Poursuivons la lecture de Thierry. La doctrine si particulière qu’Aristote et ses commentateurs ont soutenue au sujet du mouvement du Ciel, la doctrine par laquelle, de ce mouvement, ils ont prétendu conclure à l’existence nécessaire d’une terre immobile au centre du Monde, cette doctrine si aisément reconnaissable, nous allons la retrouver sous la plume de l’Ecolâtre de Chartres1 :
« In principio creavit Deus Câelum et terram. C’est comme s’il disait : Au premier instant, il créa à la fois le Ciel et la Terre... Mais qu’appelle-t-il Ciel et Terre, et comment, selon l’enseignement rationnel de la Physique, ces deux corps ont-ils été créés en même temps ? C’est ce que je vais m’efforcer de démontrer.

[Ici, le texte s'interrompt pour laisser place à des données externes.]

//! Session client runtime.
//!
//! Drives the protocol engine against an injected network
//! [`transport::Transport`]: schedules pollers, dispatches decoded
//! messages to subscribers, and runs the outgoing encrypt-and-store
//! pipeline. [`session::Session`] is the entry point for embedders.

pub mod events;
pub mod logging;
pub mod outgoing;
pub mod poller;
pub mod session;
pub mod transport;

pub use events::{EventKind, HandlerId, MessageEvent};
pub use poller::{Poller, PollerHandle, PollerState, PollerStats};
pub use session::Session;
pub use transport::Transport;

» La raison reconnaît que tout corps compact tire la substance même de son épaisseur et de sa lenteur du mouvement agile et de la perpétuelle agitation des corps légers qui le compriment de toutes parts. D’ailleurs, les corps légers tirent la substance de leur agilité de ce fait qu’ils s’appuient sur un corps compact et solide. Réciproquement, donc, la légèreté exige la cohésion, et la cohésion requiert la légèreté. C’est, je pense, ce qu’il n’est pas hors de propos de prouver.

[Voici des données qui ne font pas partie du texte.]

//! Cross-implementation vectors for identity, node auth and blinding.
//!
//! Node-auth signatures were captured from the reference TypeScript
//! client for the `hijack …` account; blinded values were produced by
//! libsodium's `crypto_core_ed25519_*` primitives.

use session_crypto::blinding::{derive_blinded_keypair, sign_blinded};
use session_crypto::signing::{
    node_auth_payload, sign_node_request, sign_node_request_at, verify, verify_node_request,
    Signature,
};
use session_crypto::{ready, Identity};
use session_types::{FixedClock, Namespace, SessionError, Timestamp};

const HIJACK: &str =
    "hijack cocoa furnished tacit jaunt polar invoke anchor efficient tiger identity opacity cocoa";
const HIJACK_ED25519: &str = "ec3fca413647b79fd655706839f139cc72d1de7a1e45b77f27ce483831e8d46e";
const HIJACK_SESSION_ID: &str = "05d817255499c77684e7ad518b079dd8dbb133922b71632c37e57b98246d82bf72";

fn hijack() -> std::result::Result<Identity, SessionError> {
    Identity::from_mnemonic(&ready::init()?, HIJACK)
}

// ===================================================================
// Identity
// ===================================================================

#[test]
fn hijack_keys() -> std::result::Result<(), SessionError> {
    let id = hijack()?;
    assert_eq!(id.ed25519_public_key().to_hex(), HIJACK_ED25519);
    assert_eq!(id.session_id().to_string(), HIJACK_SESSION_ID);
    assert_eq!(&id.ed25519_public_key().to_session_id()?, &id.session_id());
    Ok(())
}

// ===================================================================
// Node auth
// ===================================================================

#[test]
fn node_auth_namespace_2() -> std::result::Result<(), SessionError> {
    let id = hijack()?;
    let params = sign_node_request_at(&id, "retrieve", Namespace(2), Timestamp::from_millis(1752459333155));
    assert_eq!(
        params.signature,
        "9ayAXiTqKrC73t4AqskUQW9s1sA/yQ0aS5u4rsdKrju8kudUZFrPAoQdAsvtlBrFTRNmMRMjb78ijYUmmWpICA=="
    );
    assert_eq!(params.pubkey_ed25519, HIJACK_ED25519);
    Ok(())
}

#[test]
fn node_auth_default_namespace_omits_it() -> std::result::Result<(), SessionError> {
    let id = hijack()?;
    let params = sign_node_request_at(&id, "retrieve", Namespace::DEFAULT, Timestamp::from_millis(1752459333154));
    assert_eq!(
        params.signature,
        "c2r6M6xue2MsloA1ocu2WUXVpecDb0fKiC5nhPfV1g+DsDfRSfFMJ9UsulfEIIyrrNv1g/+ZC/T5Z6VvQyEFAQ=="
    );
    Ok(())
}

#[test]
fn node_auth_with_injected_clock_is_reproducible() -> std::result::Result<(), SessionError> {
    let id = hijack()?;
    let clock = FixedClock::new(Timestamp::from_millis(1752458289343));
    for _ in 0..3 {
        let params = sign_node_request(&id, "retrieve", Namespace(2), &clock);
        assert_eq!(
            params.signature,
            "SBDGLKi3DwrZcIMG26chKJ5JXuUeTfdjmnoiAWaG6nrqteDXVtOXz1h97Rl7ROIEi2NJWJsyuvMvo3uRTw7CCA=="
        );
        verify_node_request(&params)?;
    }
    Ok(())
}

#[test]
fn node_auth_rejects_other_method() -> std::result::Result<(), SessionError> {
    let id = hijack()?;
    let ts = Timestamp::from_millis(1752458289343);
    let params = sign_node_request_at(&id, "retrieve", Namespace(2), ts);
    let sig = Signature::from_base64(&params.signature)?;
    let other = node_auth_payload("store", Namespace(2), ts);
    assert!(matches!(
        verify(&id.ed25519_public_key(), other.as_bytes(), &sig),
        Err(SessionError::SignatureVerificationFailed { .. })
    ));
    Ok(())
}

// ===================================================================
// Blinding
// ===================================================================

#[test]
fn blinded_id_vector() -> std::result::Result<(), SessionError> {
    let id = hijack()?;
    let kp = derive_blinded_keypair(&id, &[0x11; 32]);
    assert_eq!(
        kp.blinded_id().to_string(),
        "157c855475ef6f63537d945a1fe60f41965753eb7787ab4f44bad4b5ec548ef8a4"
    );
    Ok(())
}

#[test]
fn blinded_signature_vector() -> std::result::Result<(), SessionError> {
    let id = hijack()?;
    let kp = derive_blinded_keypair(&id, &[0x11; 32]);
    let sig = sign_blinded(&id, &kp, b"hello sogs");
    assert_eq!(
        hex::encode(sig.as_bytes()),
        "dd37e98d26fd47357938e85b3b88c3bb5b47402a55b6219888f546a8836936c7\
         04869053da3f5bd51151613d42c6b92b3be2a8d83d8164cc86db16ab92504300"
    );
    verify(&kp.ed25519_public_key(), b"hello sogs", &sig)?;
    Ok(())
}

» Que la terre doive sa dureté aux corps légers qui la compriment de tous côtés, cela est manifeste. Une chose est dure, en effet, dont les parties ne cèdent pas facilement à l’effort fait pour les diviser. Or, que la terre soit telle, cela ne provient pas de la nature des particules dont elle est formée ; car, s’il en était ainsi, ces particules ne pourraient passer au sein des corps légers tels que l’air ou le feu ; et ce passage a manifestement lieu, car les éléments passent des uns aux autres. De même, si la terre et l’eau ont de la cohésion, cela ne provient pas du poids des éléments qui se trouvent au-dessus d’elles ; ces éléments, en effet, ne sont d’aucun poids.
» Il reste donc que les deux éléments inférieurs, la terre et l’eau, ont été contraints et concrètes jusqu’au degré de cohésion qu’ils présentent par l’agilité des éléments légers, qui les comprime de toutes parts.

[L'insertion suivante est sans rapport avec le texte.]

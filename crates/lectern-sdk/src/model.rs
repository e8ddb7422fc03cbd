//! Course content model
//!
//! Domain views of the records served by the content service. Positions
//! (`order`) on these types are always copied out of the ordering stores,
//! so an outline taken during a speculative reorder already shows the
//! speculative positions.

use lectern_client::{LessonRecord, ModuleRecord, QuizRecord};
use serde::{Deserialize, Serialize};

pub use lectern_client::{MediaRef, OrderEntry};

/// Which kind of sibling set an ordering covers
#[derive(Debug, Clone, Copy, PartialEq, Eq, Hash, Serialize, Deserialize)]
#[serde(rename_all = "lowercase")]
pub enum SiblingScope {
    /// Modules of a course (parent is the course id)
    Modules,
    /// Lessons of a module (parent is the module id)
    Lessons,
}

impl SiblingScope {
    pub fn as_str(&self) -> &'static str {
        match self {
            Self::Modules => "modules",
            Self::Lessons => "lessons",
        }
    }
}

impl std::fmt::Display for SiblingScope {
    fn fmt(&self, f: &mut std::fmt::Formatter<'_>) -> std::fmt::Result {
        write!(f, "{}", self.as_str())
    }
}

/// Identity of one sibling set: `(scope, parent_id)`
#[derive(Debug, Clone, PartialEq, Eq, Hash, Serialize, Deserialize)]
pub struct SiblingKey {
    pub scope: SiblingScope,
    pub parent_id: String,
}

impl SiblingKey {
    pub fn modules(course_id: impl Into<String>) -> Self {
        Self {
            scope: SiblingScope::Modules,
            parent_id: course_id.into(),
        }
    }

    pub fn lessons(module_id: impl Into<String>) -> Self {
        Self {
            scope: SiblingScope::Lessons,
            parent_id: module_id.into(),
        }
    }
}

impl std::fmt::Display for SiblingKey {
    fn fmt(&self, f: &mut std::fmt::Formatter<'_>) -> std::fmt::Result {
        write!(f, "{}:{}", self.scope, self.parent_id)
    }
}

#[derive(Debug, Clone, PartialEq, Serialize, Deserialize)]
pub struct Module {
    pub id: String,
    pub course_id: String,
    pub title: String,
    pub order: u32,
    pub quiz_id: Option<String>,
}

impl From<ModuleRecord> for Module {
    fn from(record: ModuleRecord) -> Self {
        Self {
            id: record.id,
            course_id: record.course_id,
            title: record.title,
            order: record.order,
            quiz_id: record.quiz_id,
        }
    }
}

#[derive(Debug, Clone, PartialEq, Serialize, Deserialize)]
pub struct Lesson {
    pub id: String,
    pub module_id: String,
    pub title: String,
    pub content: String,
    pub media: Option<MediaRef>,
    pub duration: Option<f64>,
    pub order: u32,
    /// Derived view state; filled in by progression annotation
    pub is_locked: bool,
    /// Lock hint computed by the service for the requesting user
    pub globally_locked: bool,
}

impl From<LessonRecord> for Lesson {
    fn from(record: LessonRecord) -> Self {
        Self {
            id: record.id,
            module_id: record.module_id,
            title: record.title,
            content: record.content,
            media: record.media,
            duration: record.duration,
            order: record.order,
            is_locked: false,
            globally_locked: record.is_globally_locked,
        }
    }
}

#[derive(Debug, Clone, PartialEq, Serialize, Deserialize)]
pub struct Question {
    pub id: String,
    pub order: u32,
    pub prompt: Option<String>,
}

#[derive(Debug, Clone, PartialEq, Serialize, Deserialize)]
pub struct Quiz {
    pub id: String,
    pub module_id: String,
    pub passing_score: f64,
    /// Sorted by `order`
    pub questions: Vec<Question>,
}

impl From<QuizRecord> for Quiz {
    fn from(record: QuizRecord) -> Self {
        let mut questions: Vec<Question> = record
            .questions
            .into_iter()
            .map(|q| Question {
                id: q.id,
                order: q.order,
                prompt: q.prompt,
            })
            .collect();
        questions.sort_by_key(|q| q.order);

        Self {
            id: record.id,
            module_id: record.module_id,
            passing_score: record.passing_score,
            questions,
        }
    }
}

/// One module with its ordered lessons and optional quiz
#[derive(Debug, Clone, PartialEq, Serialize, Deserialize)]
pub struct ModuleOutline {
    pub module: Module,
    pub lessons: Vec<Lesson>,
    pub quiz: Option<Quiz>,
}

/// A course's content hierarchy in current order
#[derive(Debug, Clone, PartialEq, Serialize, Deserialize)]
pub struct CourseOutline {
    pub course_id: String,
    pub modules: Vec<ModuleOutline>,
}

impl CourseOutline {
    /// Find a module outline by module id
    pub fn module(&self, module_id: &str) -> Option<&ModuleOutline> {
        self.modules.iter().find(|m| m.module.id == module_id)
    }

    /// Lesson ids of a module, in order
    pub fn lesson_ids(&self, module_id: &str) -> Vec<String> {
        self.module(module_id)
            .map(|m| m.lessons.iter().map(|l| l.id.clone()).collect())
            .unwrap_or_default()
    }

    /// Module ids, in order
    pub fn module_ids(&self) -> Vec<String> {
        self.modules.iter().map(|m| m.module.id.clone()).collect()
    }
}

» D’un autre Côté, l’agilité des corps légers, comme l’air et le feu, ne peut se passer de mouvement ; mais ce mouvement, il est nécessaire qu’il ait lieu autour d’un corps cohérent tel que les précédents, afin qu’il soit soutenu par ce corps et qu’il s’y appuie. » Que tout mouvement s’appuie à un support solide, cela est rendu probable par l’induction tirée d’une foule d’exemples.
1. B. Hauréau, Op. iaad., pp. 177-178.